→ **What is needed**: Look through the records below for the line holding "matches!(dib_size, 12 |". Write it out exactly, with each following line through the line holding "let mime = detect_mime(path, &bytes)".

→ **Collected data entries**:
☆ ☆ ☆ ☆ ☆ ☆ ☆

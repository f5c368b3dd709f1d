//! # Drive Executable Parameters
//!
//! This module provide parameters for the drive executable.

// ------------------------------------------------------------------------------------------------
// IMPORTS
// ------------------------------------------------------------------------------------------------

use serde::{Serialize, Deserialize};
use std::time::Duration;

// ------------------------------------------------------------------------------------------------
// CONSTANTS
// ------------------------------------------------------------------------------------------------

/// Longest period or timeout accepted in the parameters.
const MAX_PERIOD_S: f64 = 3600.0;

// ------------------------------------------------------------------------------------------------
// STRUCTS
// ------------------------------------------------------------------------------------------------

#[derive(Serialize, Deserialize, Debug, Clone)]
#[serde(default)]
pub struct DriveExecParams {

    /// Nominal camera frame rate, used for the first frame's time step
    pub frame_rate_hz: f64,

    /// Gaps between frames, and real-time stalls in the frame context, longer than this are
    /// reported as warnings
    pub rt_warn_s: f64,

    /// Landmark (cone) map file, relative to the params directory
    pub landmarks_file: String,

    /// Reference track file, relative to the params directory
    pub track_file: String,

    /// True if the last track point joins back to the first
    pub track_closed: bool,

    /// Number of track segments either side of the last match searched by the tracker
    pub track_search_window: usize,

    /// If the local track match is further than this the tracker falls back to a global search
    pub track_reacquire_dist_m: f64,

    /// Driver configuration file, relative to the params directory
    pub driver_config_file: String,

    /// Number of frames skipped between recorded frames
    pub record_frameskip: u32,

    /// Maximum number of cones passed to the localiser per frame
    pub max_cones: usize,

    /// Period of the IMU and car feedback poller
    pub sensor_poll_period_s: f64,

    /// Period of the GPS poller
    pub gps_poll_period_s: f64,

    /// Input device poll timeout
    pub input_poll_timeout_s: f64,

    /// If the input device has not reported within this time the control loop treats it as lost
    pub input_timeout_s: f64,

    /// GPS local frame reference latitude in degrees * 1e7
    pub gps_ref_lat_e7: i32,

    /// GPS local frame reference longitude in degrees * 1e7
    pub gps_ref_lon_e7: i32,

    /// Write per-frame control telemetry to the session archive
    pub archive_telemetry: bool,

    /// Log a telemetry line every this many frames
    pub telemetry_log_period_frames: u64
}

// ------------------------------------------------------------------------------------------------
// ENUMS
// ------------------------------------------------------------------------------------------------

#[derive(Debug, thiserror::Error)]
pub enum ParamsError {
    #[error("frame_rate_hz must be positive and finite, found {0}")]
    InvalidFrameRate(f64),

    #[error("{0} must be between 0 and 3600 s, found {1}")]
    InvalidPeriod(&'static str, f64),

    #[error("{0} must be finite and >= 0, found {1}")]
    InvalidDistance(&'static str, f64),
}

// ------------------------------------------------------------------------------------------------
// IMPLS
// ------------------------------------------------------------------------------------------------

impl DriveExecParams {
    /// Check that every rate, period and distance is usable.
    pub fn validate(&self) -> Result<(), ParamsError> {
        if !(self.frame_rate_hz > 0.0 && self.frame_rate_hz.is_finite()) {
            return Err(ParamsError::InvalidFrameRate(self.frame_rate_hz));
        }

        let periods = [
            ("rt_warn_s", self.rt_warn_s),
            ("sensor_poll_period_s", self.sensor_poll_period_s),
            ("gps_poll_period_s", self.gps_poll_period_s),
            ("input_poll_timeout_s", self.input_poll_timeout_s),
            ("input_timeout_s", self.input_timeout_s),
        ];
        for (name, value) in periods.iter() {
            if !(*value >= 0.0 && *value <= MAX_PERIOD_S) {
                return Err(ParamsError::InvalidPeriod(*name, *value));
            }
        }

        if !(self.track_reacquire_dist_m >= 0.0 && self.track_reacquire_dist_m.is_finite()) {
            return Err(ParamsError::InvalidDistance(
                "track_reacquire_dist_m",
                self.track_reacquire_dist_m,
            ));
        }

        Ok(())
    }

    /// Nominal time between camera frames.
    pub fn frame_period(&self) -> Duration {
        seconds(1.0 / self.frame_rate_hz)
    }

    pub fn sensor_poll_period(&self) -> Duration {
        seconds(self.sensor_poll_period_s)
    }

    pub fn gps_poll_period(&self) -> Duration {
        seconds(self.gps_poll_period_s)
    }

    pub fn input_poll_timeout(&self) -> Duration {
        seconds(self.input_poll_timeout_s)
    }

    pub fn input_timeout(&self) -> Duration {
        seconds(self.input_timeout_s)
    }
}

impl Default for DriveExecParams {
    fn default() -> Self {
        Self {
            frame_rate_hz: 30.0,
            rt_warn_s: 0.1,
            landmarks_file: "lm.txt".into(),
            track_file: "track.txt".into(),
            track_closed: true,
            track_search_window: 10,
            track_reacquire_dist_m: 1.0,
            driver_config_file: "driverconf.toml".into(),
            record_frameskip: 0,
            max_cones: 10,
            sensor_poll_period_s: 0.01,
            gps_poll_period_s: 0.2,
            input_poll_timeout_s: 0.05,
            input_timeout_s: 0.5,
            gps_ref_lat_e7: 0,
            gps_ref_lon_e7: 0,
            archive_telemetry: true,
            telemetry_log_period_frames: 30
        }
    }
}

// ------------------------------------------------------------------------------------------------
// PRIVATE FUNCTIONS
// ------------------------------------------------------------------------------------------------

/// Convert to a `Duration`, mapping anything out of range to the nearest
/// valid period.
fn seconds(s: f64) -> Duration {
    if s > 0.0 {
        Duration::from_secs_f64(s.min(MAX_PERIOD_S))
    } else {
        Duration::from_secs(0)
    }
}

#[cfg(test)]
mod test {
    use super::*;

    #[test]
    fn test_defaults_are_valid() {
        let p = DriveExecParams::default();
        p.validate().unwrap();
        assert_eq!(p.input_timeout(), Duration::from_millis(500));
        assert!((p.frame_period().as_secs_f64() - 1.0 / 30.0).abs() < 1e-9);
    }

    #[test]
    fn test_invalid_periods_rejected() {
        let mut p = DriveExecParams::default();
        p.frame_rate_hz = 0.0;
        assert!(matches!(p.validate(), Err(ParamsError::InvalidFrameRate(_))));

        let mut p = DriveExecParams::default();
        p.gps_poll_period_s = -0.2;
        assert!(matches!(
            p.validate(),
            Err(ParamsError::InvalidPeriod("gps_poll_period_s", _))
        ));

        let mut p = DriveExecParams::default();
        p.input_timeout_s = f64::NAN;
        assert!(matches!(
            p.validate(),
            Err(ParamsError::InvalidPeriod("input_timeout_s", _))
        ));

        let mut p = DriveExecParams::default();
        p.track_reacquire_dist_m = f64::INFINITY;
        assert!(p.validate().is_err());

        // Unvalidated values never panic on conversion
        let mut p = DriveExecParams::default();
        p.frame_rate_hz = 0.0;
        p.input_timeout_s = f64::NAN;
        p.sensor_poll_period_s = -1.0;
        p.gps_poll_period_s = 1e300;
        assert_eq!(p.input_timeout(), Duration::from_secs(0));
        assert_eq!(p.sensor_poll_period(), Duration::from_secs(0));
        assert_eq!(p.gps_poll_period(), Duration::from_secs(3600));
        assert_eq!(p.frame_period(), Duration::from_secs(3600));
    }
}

☆ ☆ ☆ ☆ ☆ ☆ ☆

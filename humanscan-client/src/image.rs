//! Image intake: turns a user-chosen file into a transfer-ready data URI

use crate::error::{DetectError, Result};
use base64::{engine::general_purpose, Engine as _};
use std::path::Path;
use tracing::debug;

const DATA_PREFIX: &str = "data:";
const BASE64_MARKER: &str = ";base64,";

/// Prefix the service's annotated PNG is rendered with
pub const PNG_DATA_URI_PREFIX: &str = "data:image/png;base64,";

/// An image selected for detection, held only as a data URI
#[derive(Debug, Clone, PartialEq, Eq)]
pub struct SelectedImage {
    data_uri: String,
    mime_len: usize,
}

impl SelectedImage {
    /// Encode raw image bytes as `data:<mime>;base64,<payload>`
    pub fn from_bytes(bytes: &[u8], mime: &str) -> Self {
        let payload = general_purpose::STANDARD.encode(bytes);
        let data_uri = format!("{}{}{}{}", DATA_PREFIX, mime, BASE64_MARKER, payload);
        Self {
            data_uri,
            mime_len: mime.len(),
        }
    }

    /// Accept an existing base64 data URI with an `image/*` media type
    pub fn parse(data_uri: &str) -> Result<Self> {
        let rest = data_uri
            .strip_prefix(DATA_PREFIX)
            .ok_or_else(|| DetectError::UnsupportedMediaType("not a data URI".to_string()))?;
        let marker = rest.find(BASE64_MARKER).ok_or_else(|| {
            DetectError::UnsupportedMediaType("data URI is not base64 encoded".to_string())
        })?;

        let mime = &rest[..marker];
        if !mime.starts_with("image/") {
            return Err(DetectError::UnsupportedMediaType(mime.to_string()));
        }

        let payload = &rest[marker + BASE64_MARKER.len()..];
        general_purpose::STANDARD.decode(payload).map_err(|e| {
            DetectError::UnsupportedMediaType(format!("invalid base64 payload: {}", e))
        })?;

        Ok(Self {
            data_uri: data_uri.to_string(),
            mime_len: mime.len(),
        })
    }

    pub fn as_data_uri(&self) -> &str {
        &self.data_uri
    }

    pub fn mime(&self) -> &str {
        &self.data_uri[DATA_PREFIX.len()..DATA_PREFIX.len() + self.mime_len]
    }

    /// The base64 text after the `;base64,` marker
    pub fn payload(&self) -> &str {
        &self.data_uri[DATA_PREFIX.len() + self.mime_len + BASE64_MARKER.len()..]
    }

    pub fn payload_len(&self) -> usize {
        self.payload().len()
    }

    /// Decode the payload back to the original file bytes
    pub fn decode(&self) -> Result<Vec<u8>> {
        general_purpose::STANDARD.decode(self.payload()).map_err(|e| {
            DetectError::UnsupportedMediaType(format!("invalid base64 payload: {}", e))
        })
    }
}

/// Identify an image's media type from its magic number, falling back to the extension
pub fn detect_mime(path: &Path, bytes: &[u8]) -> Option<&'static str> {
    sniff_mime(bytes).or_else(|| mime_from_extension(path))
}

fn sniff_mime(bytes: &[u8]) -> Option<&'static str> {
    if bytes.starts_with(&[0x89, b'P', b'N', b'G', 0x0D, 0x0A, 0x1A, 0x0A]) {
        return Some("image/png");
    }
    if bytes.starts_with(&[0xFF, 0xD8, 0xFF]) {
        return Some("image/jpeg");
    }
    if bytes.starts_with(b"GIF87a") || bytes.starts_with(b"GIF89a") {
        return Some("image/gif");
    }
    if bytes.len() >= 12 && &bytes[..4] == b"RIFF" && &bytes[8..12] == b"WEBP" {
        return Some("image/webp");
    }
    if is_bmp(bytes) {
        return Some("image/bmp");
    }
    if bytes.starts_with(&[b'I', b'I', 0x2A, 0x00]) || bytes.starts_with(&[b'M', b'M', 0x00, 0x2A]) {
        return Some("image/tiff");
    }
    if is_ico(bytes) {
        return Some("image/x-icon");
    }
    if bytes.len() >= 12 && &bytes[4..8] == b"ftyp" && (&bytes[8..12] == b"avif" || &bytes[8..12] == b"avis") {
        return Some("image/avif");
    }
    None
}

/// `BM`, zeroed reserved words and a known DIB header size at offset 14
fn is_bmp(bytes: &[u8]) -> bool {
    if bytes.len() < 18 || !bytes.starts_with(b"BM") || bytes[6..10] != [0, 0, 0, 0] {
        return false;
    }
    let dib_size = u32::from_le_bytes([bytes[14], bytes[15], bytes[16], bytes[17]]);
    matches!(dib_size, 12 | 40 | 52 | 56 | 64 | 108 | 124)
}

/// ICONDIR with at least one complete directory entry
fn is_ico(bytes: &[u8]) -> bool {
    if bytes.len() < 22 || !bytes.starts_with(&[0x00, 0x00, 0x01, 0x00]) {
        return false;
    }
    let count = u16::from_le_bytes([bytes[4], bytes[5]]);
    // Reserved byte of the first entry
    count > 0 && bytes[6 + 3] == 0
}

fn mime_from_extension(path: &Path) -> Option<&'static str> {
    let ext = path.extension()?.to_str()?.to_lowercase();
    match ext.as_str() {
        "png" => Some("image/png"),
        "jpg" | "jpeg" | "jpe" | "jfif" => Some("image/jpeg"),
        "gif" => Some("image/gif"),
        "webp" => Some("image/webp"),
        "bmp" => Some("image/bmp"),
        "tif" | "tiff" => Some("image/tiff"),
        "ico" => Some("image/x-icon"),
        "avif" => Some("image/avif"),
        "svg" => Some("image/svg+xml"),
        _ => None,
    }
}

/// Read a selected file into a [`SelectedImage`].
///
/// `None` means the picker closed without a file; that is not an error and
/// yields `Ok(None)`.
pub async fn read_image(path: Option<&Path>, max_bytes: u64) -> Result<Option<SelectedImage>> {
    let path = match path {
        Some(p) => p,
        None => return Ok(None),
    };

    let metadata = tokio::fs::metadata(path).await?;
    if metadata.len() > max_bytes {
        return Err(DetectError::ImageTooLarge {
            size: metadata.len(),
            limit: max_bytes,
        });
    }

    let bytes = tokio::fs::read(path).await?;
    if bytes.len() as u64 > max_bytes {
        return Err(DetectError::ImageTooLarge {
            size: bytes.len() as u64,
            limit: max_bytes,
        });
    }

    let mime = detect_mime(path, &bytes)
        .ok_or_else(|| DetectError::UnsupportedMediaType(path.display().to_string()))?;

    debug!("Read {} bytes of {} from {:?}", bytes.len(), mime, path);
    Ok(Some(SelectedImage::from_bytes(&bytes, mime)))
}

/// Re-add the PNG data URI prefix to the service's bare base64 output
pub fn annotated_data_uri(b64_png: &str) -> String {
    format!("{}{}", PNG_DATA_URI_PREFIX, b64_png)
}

☆ ☆ ☆ ☆ ☆ ☆ ☆

→ **Result for this task**:
    matches!(dib_size, 12 | 40 | 52 | 56 | 64 | 108 | 124)
}

/// ICONDIR with at least one complete directory entry
fn is_ico(bytes: &[u8]) -> bool {
    if bytes.len() < 22 || !bytes.starts_with(&[0x00, 0x00, 0x01, 0x00]) {
        return false;
    }
    let count = u16::from_le_bytes([bytes[4], bytes[5]]);
    // Reserved byte of the first entry
    count > 0 && bytes[6 + 3] == 0
}

fn mime_from_extension(path: &Path) -> Option<&'static str> {
    let ext = path.extension()?.to_str()?.to_lowercase();
    match ext.as_str() {
        "png" => Some("image/png"),
        "jpg" | "jpeg" | "jpe" | "jfif" => Some("image/jpeg"),
        "gif" => Some("image/gif"),
        "webp" => Some("image/webp"),
        "bmp" => Some("image/bmp"),
        "tif" | "tiff" => Some("image/tiff"),
        "ico" => Some("image/x-icon"),
        "avif" => Some("image/avif"),
        "svg" => Some("image/svg+xml"),
        _ => None,
    }
}

/// Read a selected file into a [`SelectedImage`].
///
/// `None` means the picker closed without a file; that is not an error and
/// yields `Ok(None)`.
pub async fn read_image(path: Option<&Path>, max_bytes: u64) -> Result<Option<SelectedImage>> {
    let path = match path {
        Some(p) => p,
        None => return Ok(None),
    };

    let metadata = tokio::fs::metadata(path).await?;
    if metadata.len() > max_bytes {
        return Err(DetectError::ImageTooLarge {
            size: metadata.len(),
            limit: max_bytes,
        });
    }

    let bytes = tokio::fs::read(path).await?;
    if bytes.len() as u64 > max_bytes {
        return Err(DetectError::ImageTooLarge {
            size: bytes.len() as u64,
            limit: max_bytes,
        });
    }

    let mime = detect_mime(path, &bytes)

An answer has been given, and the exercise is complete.